_Exercise requirements_
Reproduce the records word for word, from the first line to the line containing "inside the bag.".

_Data to use_
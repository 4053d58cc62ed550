//! # Data Model
//!
//! Device records, discovery snapshots, and the identifiers that tie them together.

use chrono::{DateTime, Utc};
use serde::{Deserialize, Deserializer, Serialize};
use std::collections::BTreeMap;
use std::fmt;

/// Attribute key that older producers used to carry the primary key inside the bag.
pub const LEGACY_PRIMARY_KEY_ATTR: &str = "redfish_uri";

/// Open bag of typed properties describing a physical component.
pub type Attributes = BTreeMap<String, serde_json::Value>;

/// Decode an explicit JSON `null` as the type's default, like a missing key.
pub(crate) fn null_as_default<'de, D, T>(deserializer: D) -> Result<T, D::Error>
where
    D: Deserializer<'de>,
    T: Default + Deserialize<'de>,
{
    Ok(Option::<T>::deserialize(deserializer)?.unwrap_or_default())
}

/// Kinds of resource the store hands out identities for.
#[derive(Debug, Clone, Copy, PartialEq, Eq, Hash, Serialize, Deserialize)]
pub enum ResourceKind {
    Device,
    DiscoverySnapshot,
}

impl ResourceKind {
    /// Prefix carried by every identity of this kind.
    pub fn prefix(self) -> &'static str {
        match self {
            ResourceKind::Device => "dev",
            ResourceKind::DiscoverySnapshot => "dis",
        }
    }

    /// Directory/collection name used by stores.
    pub fn collection(self) -> &'static str {
        match self {
            ResourceKind::Device => "device",
            ResourceKind::DiscoverySnapshot => "discoverysnapshot",
        }
    }
}

impl fmt::Display for ResourceKind {
    fn fmt(&self, f: &mut fmt::Formatter<'_>) -> fmt::Result {
        match self {
            ResourceKind::Device => write!(f, "Device"),
            ResourceKind::DiscoverySnapshot => write!(f, "DiscoverySnapshot"),
        }
    }
}

/// Durable, store-assigned identity of a device record.
#[derive(Debug, Clone, PartialEq, Eq, Hash, PartialOrd, Ord, Serialize, Deserialize)]
#[serde(transparent)]
pub struct DeviceId(pub String);

impl DeviceId {
    pub fn as_str(&self) -> &str {
        &self.0
    }
}

impl fmt::Display for DeviceId {
    fn fmt(&self, f: &mut fmt::Formatter<'_>) -> fmt::Result {
        f.write_str(&self.0)
    }
}

impl From<&str> for DeviceId {
    fn from(value: &str) -> Self {
        Self(value.to_string())
    }
}

/// Durable identity of a discovery snapshot.
#[derive(Debug, Clone, PartialEq, Eq, Hash, PartialOrd, Ord, Serialize, Deserialize)]
#[serde(transparent)]
pub struct SnapshotId(pub String);

impl SnapshotId {
    pub fn as_str(&self) -> &str {
        &self.0
    }
}

impl fmt::Display for SnapshotId {
    fn fmt(&self, f: &mut fmt::Formatter<'_>) -> fmt::Result {
        f.write_str(&self.0)
    }
}

impl From<&str> for SnapshotId {
    fn from(value: &str) -> Self {
        Self(value.to_string())
    }
}

/// Store-owned bookkeeping shared by every resource.
#[derive(Debug, Clone, PartialEq, Serialize, Deserialize)]
#[serde(rename_all = "camelCase")]
pub struct Metadata<I> {
    pub uid: I,
    pub name: String,
    pub created_at: DateTime<Utc>,
    pub updated_at: DateTime<Utc>,
}

/// Discovered description of a device: everything except store bookkeeping.
///
/// This is also the wire shape of one entry in a snapshot payload.
#[derive(Debug, Clone, Default, PartialEq, Serialize, Deserialize)]
#[serde(rename_all = "camelCase", default)]
pub struct DeviceSpec {
    /// Strong external identifier (canonical Redfish URI).
    #[serde(skip_serializing_if = "Option::is_none")]
    pub primary_key: Option<String>,
    /// Weak external identifier, used only for parent linking.
    #[serde(
        skip_serializing_if = "String::is_empty",
        deserialize_with = "null_as_default"
    )]
    pub serial_number: String,
    /// Serial number of the intended parent; empty for roots.
    #[serde(
        skip_serializing_if = "String::is_empty",
        deserialize_with = "null_as_default"
    )]
    pub parent_serial_number: String,
    /// Resolved parent identity. Written by the link pass only.
    #[serde(skip_serializing_if = "Option::is_none")]
    pub parent_id: Option<DeviceId>,
    #[serde(
        alias = "properties",
        skip_serializing_if = "BTreeMap::is_empty",
        deserialize_with = "null_as_default"
    )]
    pub attributes: Attributes,
}

impl DeviceSpec {
    /// Resolve the primary key, falling back to the legacy `redfish_uri` attribute.
    ///
    /// Empty and whitespace-only keys count as absent.
    pub fn primary_key(&self) -> Option<&str> {
        let typed = self.primary_key.as_deref().map(str::trim);
        let legacy = || {
            self.attributes
                .get(LEGACY_PRIMARY_KEY_ATTR)
                .and_then(|value| value.as_str())
                .map(str::trim)
        };
        typed
            .filter(|key| !key.is_empty())
            .or_else(|| legacy().filter(|key| !key.is_empty()))
    }

    /// Secondary key, or `None` when empty.
    pub fn secondary_key(&self) -> Option<&str> {
        Some(self.serial_number.as_str()).filter(|key| !key.is_empty())
    }

    /// Parent reference, or `None` for roots.
    pub fn parent_ref(&self) -> Option<&str> {
        Some(self.parent_serial_number.as_str()).filter(|key| !key.is_empty())
    }

    /// Normalize a freshly decoded candidate: trim keys, drop empty ones.
    pub(crate) fn normalized(mut self) -> Self {
        self.primary_key = self
            .primary_key
            .map(|key| key.trim().to_string())
            .filter(|key| !key.is_empty());
        self.serial_number = self.serial_number.trim().to_string();
        self.parent_serial_number = self.parent_serial_number.trim().to_string();
        self
    }
}

/// A device as persisted by the record store.
#[derive(Debug, Clone, PartialEq, Serialize, Deserialize)]
pub struct DeviceRecord {
    pub metadata: Metadata<DeviceId>,
    pub spec: DeviceSpec,
}

impl DeviceRecord {
    pub fn uid(&self) -> &DeviceId {
        &self.metadata.uid
    }

    pub fn name(&self) -> &str {
        &self.metadata.name
    }
}

/// Processing phase of a snapshot. Only ever advances forward.
#[derive(Debug, Clone, Copy, PartialEq, Eq, Hash, Default, Serialize, Deserialize)]
pub enum Phase {
    #[default]
    Pending,
    Processing,
    Completed,
    Error,
}

impl Phase {
    /// `Completed` and `Error` absorb every later attempt.
    pub fn is_terminal(self) -> bool {
        matches!(self, Phase::Completed | Phase::Error)
    }
}

impl fmt::Display for Phase {
    fn fmt(&self, f: &mut fmt::Formatter<'_>) -> fmt::Result {
        let label = match self {
            Phase::Pending => "Pending",
            Phase::Processing => "Processing",
            Phase::Completed => "Completed",
            Phase::Error => "Error",
        };
        f.write_str(label)
    }
}

/// Observed processing state of a snapshot.
#[derive(Debug, Clone, Default, PartialEq, Eq, Serialize, Deserialize)]
pub struct SnapshotStatus {
    pub phase: Phase,
    #[serde(default, skip_serializing_if = "String::is_empty")]
    pub message: String,
    #[serde(default)]
    pub ready: bool,
}

impl SnapshotStatus {
    pub fn new(phase: Phase, message: impl Into<String>) -> Self {
        Self {
            phase,
            message: message.into(),
            ready: phase == Phase::Completed,
        }
    }
}

/// One discovery batch submitted for reconciliation.
#[derive(Debug, Clone, PartialEq, Serialize, Deserialize)]
pub struct Snapshot {
    pub metadata: Metadata<SnapshotId>,
    /// Raw payload text as produced by the discovery source. Opaque until parsed.
    #[serde(rename = "rawData")]
    pub raw_data: String,
    #[serde(default)]
    pub status: SnapshotStatus,
}

impl Snapshot {
    pub fn uid(&self) -> &SnapshotId {
        &self.metadata.uid
    }

    pub fn name(&self) -> &str {
        &self.metadata.name
    }
}

#[cfg(test)]
mod tests {
    use super::*;
    use serde_json::json;

    #[test]
    fn test_primary_key_prefers_typed_field() {
        let mut attributes = Attributes::new();
        attributes.insert(LEGACY_PRIMARY_KEY_ATTR.to_string(), json!("/Systems/old"));
        let spec = DeviceSpec {
            primary_key: Some("/Systems/1".to_string()),
            attributes,
            ..Default::default()
        };
        assert_eq!(spec.primary_key(), Some("/Systems/1"));
    }

    #[test]
    fn test_primary_key_legacy_fallback() {
        let mut attributes = Attributes::new();
        attributes.insert(LEGACY_PRIMARY_KEY_ATTR.to_string(), json!("/Systems/1"));
        let spec = DeviceSpec {
            primary_key: Some("   ".to_string()),
            attributes,
            ..Default::default()
        };
        assert_eq!(spec.primary_key(), Some("/Systems/1"));

        let mut attributes = Attributes::new();
        attributes.insert(LEGACY_PRIMARY_KEY_ATTR.to_string(), json!(42));
        let spec = DeviceSpec {
            attributes,
            ..Default::default()
        };
        assert_eq!(spec.primary_key(), None);
    }

    #[test]
    fn test_empty_keys_are_absent() {
        let spec = DeviceSpec::default();
        assert_eq!(spec.secondary_key(), None);
        assert_eq!(spec.parent_ref(), None);
    }

    #[test]
    fn test_phase_terminal() {
        assert!(!Phase::Pending.is_terminal());
        assert!(!Phase::Processing.is_terminal());
        assert!(Phase::Completed.is_terminal());
        assert!(Phase::Error.is_terminal());
        assert!(SnapshotStatus::new(Phase::Completed, "done").ready);
        assert!(!SnapshotStatus::new(Phase::Error, "bad").ready);
    }

    #[test]
    fn test_spec_wire_names() {
        let spec: DeviceSpec = serde_json::from_value(json!({
            "primaryKey": "/Systems/1",
            "serialNumber": "SN1",
            "parentSerialNumber": "SN0",
            "properties": {"deviceType": "Node"}
        }))
        .unwrap();
        assert_eq!(spec.primary_key(), Some("/Systems/1"));
        assert_eq!(spec.secondary_key(), Some("SN1"));
        assert_eq!(spec.parent_ref(), Some("SN0"));
        assert_eq!(spec.attributes["deviceType"], json!("Node"));
    }
}
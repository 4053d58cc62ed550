//! # Indexing Module
//!
//! Attempt-local lookup structures over the existing device records: one by
//! primary key for create-vs-update matching, one by secondary key for parent
//! resolution. Both point into a single arena of records keyed by identity.

use crate::model::{DeviceId, DeviceRecord};
use crate::store::DeviceStore;
use anyhow::Result;
use hashbrown::HashMap;
use tracing::{debug, warn};

#[derive(Debug, Clone, Default)]
pub struct IdentityIndex {
    records: HashMap<DeviceId, DeviceRecord>,
    by_primary_key: HashMap<String, DeviceId>,
    by_secondary_key: HashMap<String, DeviceId>,
}

impl IdentityIndex {
    pub fn new() -> Self {
        Self::default()
    }

    /// List every device in the store and index it.
    ///
    /// A listing failure is returned as-is; the caller treats it as transient.
    pub fn build(store: &dyn DeviceStore) -> Result<Self> {
        let records = store.list_devices()?;
        Ok(Self::from_records(records))
    }

    /// Index an already listed set of records.
    pub fn from_records(records: Vec<DeviceRecord>) -> Self {
        let mut index = Self::new();
        for record in records {
            if record.spec.primary_key().is_none() {
                warn!(uid = %record.uid(), "device has no primary key, excluded from primary index");
            }
            index.insert(record);
        }
        index
    }

    /// Insert or replace a record and refresh both key mappings for it.
    ///
    /// Records without a primary key only land in the secondary index.
    pub fn insert(&mut self, record: DeviceRecord) {
        let uid = record.uid().clone();
        if let Some(previous) = self.records.get(&uid) {
            let previous_serial = previous.spec.secondary_key().map(str::to_string);
            if let Some(serial) = previous_serial {
                if record.spec.secondary_key() != Some(serial.as_str())
                    && self.by_secondary_key.get(&serial) == Some(&uid)
                {
                    self.by_secondary_key.remove(&serial);
                }
            }
        }

        if let Some(key) = record.spec.primary_key() {
            self.by_primary_key.insert(key.to_string(), uid.clone());
        }
        if let Some(serial) = record.spec.secondary_key() {
            if let Some(existing) = self.by_secondary_key.insert(serial.to_string(), uid.clone()) {
                if existing != uid {
                    debug!(serial, replaced = %existing, uid = %uid, "duplicate serial number, last one wins");
                }
            }
        }
        self.records.insert(uid, record);
    }

    pub fn get(&self, uid: &DeviceId) -> Option<&DeviceRecord> {
        self.records.get(uid)
    }

    pub fn get_mut(&mut self, uid: &DeviceId) -> Option<&mut DeviceRecord> {
        self.records.get_mut(uid)
    }

    pub fn by_primary_key(&self, key: &str) -> Option<&DeviceRecord> {
        self.by_primary_key
            .get(key)
            .and_then(|uid| self.records.get(uid))
    }

    pub fn by_secondary_key(&self, serial: &str) -> Option<&DeviceRecord> {
        self.by_secondary_key
            .get(serial)
            .and_then(|uid| self.records.get(uid))
    }

    pub fn primary_len(&self) -> usize {
        self.by_primary_key.len()
    }

    pub fn secondary_len(&self) -> usize {
        self.by_secondary_key.len()
    }

    pub fn len(&self) -> usize {
        self.records.len()
    }

    pub fn is_empty(&self) -> bool {
        self.records.is_empty()
    }
}

#[cfg(test)]
mod tests {
    use super::*;
    use crate::model::{DeviceSpec, Metadata, LEGACY_PRIMARY_KEY_ATTR};
    use crate::store::MemoryStore;
    use chrono::Utc;
    use serde_json::json;

    fn record(uid: &str, key: Option<&str>, serial: &str) -> DeviceRecord {
        let now = Utc::now();
        DeviceRecord {
            metadata: Metadata {
                uid: DeviceId::from(uid),
                name: key.unwrap_or_default().to_string(),
                created_at: now,
                updated_at: now,
            },
            spec: DeviceSpec {
                primary_key: key.map(str::to_string),
                serial_number: serial.to_string(),
                ..Default::default()
            },
        }
    }

    #[test]
    fn test_build_indexes_both_keys() {
        let store = MemoryStore::new();
        store.insert_device(record("dev-1", Some("/Systems/1"), "SN1"));
        store.insert_device(record("dev-2", Some("/Systems/1/Memory/DIMM0"), ""));

        let index = IdentityIndex::build(&store).unwrap();
        assert_eq!(index.len(), 2);
        assert_eq!(index.primary_len(), 2);
        assert_eq!(index.secondary_len(), 1);
        assert_eq!(
            index.by_primary_key("/Systems/1").unwrap().uid().as_str(),
            "dev-1"
        );
        assert_eq!(index.by_secondary_key("SN1").unwrap().uid().as_str(), "dev-1");
        assert!(index.by_secondary_key("").is_none());
    }

    #[test]
    fn test_records_without_primary_key_are_excluded() {
        let mut legacy = record("dev-2", None, "SN2");
        legacy
            .spec
            .attributes
            .insert(LEGACY_PRIMARY_KEY_ATTR.to_string(), json!("/Systems/2"));

        let index = IdentityIndex::from_records(vec![record("dev-1", None, "SN1"), legacy]);
        assert_eq!(index.primary_len(), 1);
        assert!(index.by_primary_key("/Systems/2").is_some());
        assert_eq!(index.by_secondary_key("SN1").unwrap().uid().as_str(), "dev-1");
    }

    #[test]
    fn test_duplicate_serial_last_write_wins() {
        let index = IdentityIndex::from_records(vec![
            record("dev-1", Some("/a"), "SN"),
            record("dev-2", Some("/b"), "SN"),
        ]);
        assert_eq!(index.secondary_len(), 1);
        assert_eq!(index.by_secondary_key("SN").unwrap().uid().as_str(), "dev-2");
    }

    #[test]
    fn test_reinsert_moves_secondary_key() {
        let mut index = IdentityIndex::from_records(vec![record("dev-1", Some("/a"), "OLD")]);
        index.insert(record("dev-1", Some("/a"), "NEW"));
        assert!(index.by_secondary_key("OLD").is_none());
        assert_eq!(index.by_secondary_key("NEW").unwrap().uid().as_str(), "dev-1");
        assert_eq!(index.len(), 1);
    }

    #[test]
    fn test_build_propagates_listing_failure() {
        let store = MemoryStore::new();
        store.fail_next_lists(1);
        assert!(IdentityIndex::build(&store).is_err());
    }
}
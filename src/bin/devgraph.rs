use std::fs;
use std::path::PathBuf;
use std::sync::Arc;

use anyhow::{anyhow, bail, Context};
use devgraph::config::{ConfigOverrides, DiscoveryOverrides, StoreOverrides};
use devgraph::discovery::{self, MockupTransport};
use devgraph::payload::encode_payload;
use devgraph::{DevgraphConfig, DeviceStore, FileStore, Reconciler, SnapshotId, SnapshotStore};
use tracing_subscriber::EnvFilter;

fn parse_arg(flag: &str) -> Option<String> {
    let mut args = std::env::args();
    while let Some(arg) = args.next() {
        if arg == flag {
            return args.next();
        }
    }
    None
}

fn has_flag(flag: &str) -> bool {
    std::env::args().any(|arg| arg == flag)
}

fn print_help() {
    eprintln!(
        r#"devgraph - hardware inventory snapshot reconciliation

USAGE:
    devgraph <COMMAND> [OPTIONS]

COMMANDS:
    collect --mockup <DIR> [--name <NAME>]    Walk a Redfish mockup and submit a snapshot
    submit --payload <FILE> [--name <NAME>]   Submit a payload file as a snapshot
    reconcile --snapshot <ID>                 Reconcile one snapshot
    reconcile --pending                       Reconcile every non-terminal snapshot
    devices                                   Print device records as JSON lines
    snapshots                                 Print snapshot ids, phases and messages

OPTIONS:
    -c, --config <FILE>     Path to config file (TOML)
    -d, --data-dir <DIR>    Override the store directory [default: ./devgraph-data]
    -h, --help              Print help

ENVIRONMENT:
    DEVGRAPH_CONFIG                  Path to config file
    DEVGRAPH_STORE__DATA_DIR         Store directory
    DEVGRAPH_DISCOVERY__MOCKUP_DIR   Default mockup directory
    DEVGRAPH_LOGGING__FILTER         Log filter when RUST_LOG is unset
"#
    );
}

fn init_logging(config: &DevgraphConfig) {
    let filter = EnvFilter::try_from_default_env()
        .unwrap_or_else(|_| EnvFilter::new(&config.logging.filter));
    tracing_subscriber::fmt()
        .with_env_filter(filter)
        .with_writer(std::io::stderr)
        .init();
}

fn main() -> anyhow::Result<()> {
    let command = std::env::args().nth(1);
    if command.is_none() || has_flag("-h") || has_flag("--help") {
        print_help();
        return Ok(());
    }
    let command = command.unwrap_or_default();

    // Build CLI overrides
    let mut overrides = ConfigOverrides::default();
    if let Some(dir) = parse_arg("--data-dir").or_else(|| parse_arg("-d")) {
        overrides.store = Some(StoreOverrides {
            data_dir: Some(dir.into()),
        });
    }
    if let Some(dir) = parse_arg("--mockup") {
        overrides.discovery = Some(DiscoveryOverrides {
            mockup_dir: Some(dir.into()),
        });
    }

    // Load config: CLI > Env > File > Defaults
    let config_path = parse_arg("--config")
        .or_else(|| parse_arg("-c"))
        .or_else(|| std::env::var("DEVGRAPH_CONFIG").ok());
    let config = DevgraphConfig::load(config_path.as_deref(), overrides)?;
    init_logging(&config);

    let store = Arc::new(FileStore::open(&config.store.data_dir)?);
    let reconciler = Reconciler::with_store(store.clone());

    match command.as_str() {
        "collect" => {
            let mockup: PathBuf = config
                .discovery
                .mockup_dir
                .clone()
                .ok_or_else(|| anyhow!("--mockup is required"))?;
            let transport = MockupTransport::new(&mockup);
            let candidates = discovery::collect(&transport, &config.discovery.service_root)
                .with_context(|| format!("redfish discovery failed for {}", mockup.display()))?;
            let raw_data = encode_payload(&candidates)?;
            let uid = reconciler.submit(parse_arg("--name"), raw_data)?;
            println!("Found {} devices. Created snapshot {uid}", candidates.len());
        }
        "submit" => {
            let path = parse_arg("--payload").ok_or_else(|| anyhow!("--payload is required"))?;
            let raw_data = fs::read_to_string(&path)
                .with_context(|| format!("failed to read payload {path}"))?;
            let uid = reconciler.submit(parse_arg("--name"), raw_data)?;
            println!("Created snapshot {uid}");
        }
        "reconcile" => {
            if has_flag("--pending") {
                for (uid, result) in reconciler.reconcile_pending()? {
                    match result {
                        Ok(status) => println!("{uid}\t{}\t{}", status.phase, status.message),
                        Err(err) => println!("{uid}\tnot reconciled\t{err}"),
                    }
                }
            } else {
                let uid = parse_arg("--snapshot")
                    .ok_or_else(|| anyhow!("--snapshot or --pending is required"))?;
                let status = reconciler.reconcile(&SnapshotId(uid.clone()))?;
                println!("{uid}\t{}\t{}", status.phase, status.message);
            }
        }
        "devices" => {
            let mut devices = store.list_devices()?;
            devices.sort_by(|a, b| a.uid().cmp(b.uid()));
            for device in devices {
                println!("{}", serde_json::to_string(&device)?);
            }
        }
        "snapshots" => {
            let mut snapshots = store.list_snapshots()?;
            snapshots.sort_by(|a, b| a.metadata.created_at.cmp(&b.metadata.created_at));
            for snapshot in snapshots {
                println!(
                    "{}\t{}\t{}\t{}",
                    snapshot.uid(),
                    snapshot.name(),
                    snapshot.status.phase,
                    snapshot.status.message
                );
            }
        }
        other => {
            print_help();
            bail!("unknown command: {other}");
        }
    }

    Ok(())
}
//! Default constants for devgraph configuration.

// =============================================================================
// Storage Defaults
// =============================================================================

/// Directory holding the file store when none is configured.
pub const DEFAULT_DATA_DIR: &str = "./devgraph-data";

// =============================================================================
// Discovery Defaults
// =============================================================================

/// Redfish service root. Member links under it are stored relative to it.
pub const DEFAULT_SERVICE_ROOT: &str = "/redfish/v1";

// =============================================================================
// Logging Defaults
// =============================================================================

/// Filter used when `RUST_LOG` is unset.
pub const DEFAULT_LOG_FILTER: &str = "info";

/// Prefix of environment variables read by the config loader.
pub const ENV_PREFIX: &str = "DEVGRAPH_";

_Result of this task_
repository 4053d58cc62ed550
//! # Data Model
//!
//! Device records, discovery snapshots, and the identifiers that tie them together.

use chrono::{DateTime, Utc};
use serde::{Deserialize, Deserializer, Serialize};
use std::collections::BTreeMap;
use std::fmt;

/// Attribute key that older producers used to carry the primary key inside the bag.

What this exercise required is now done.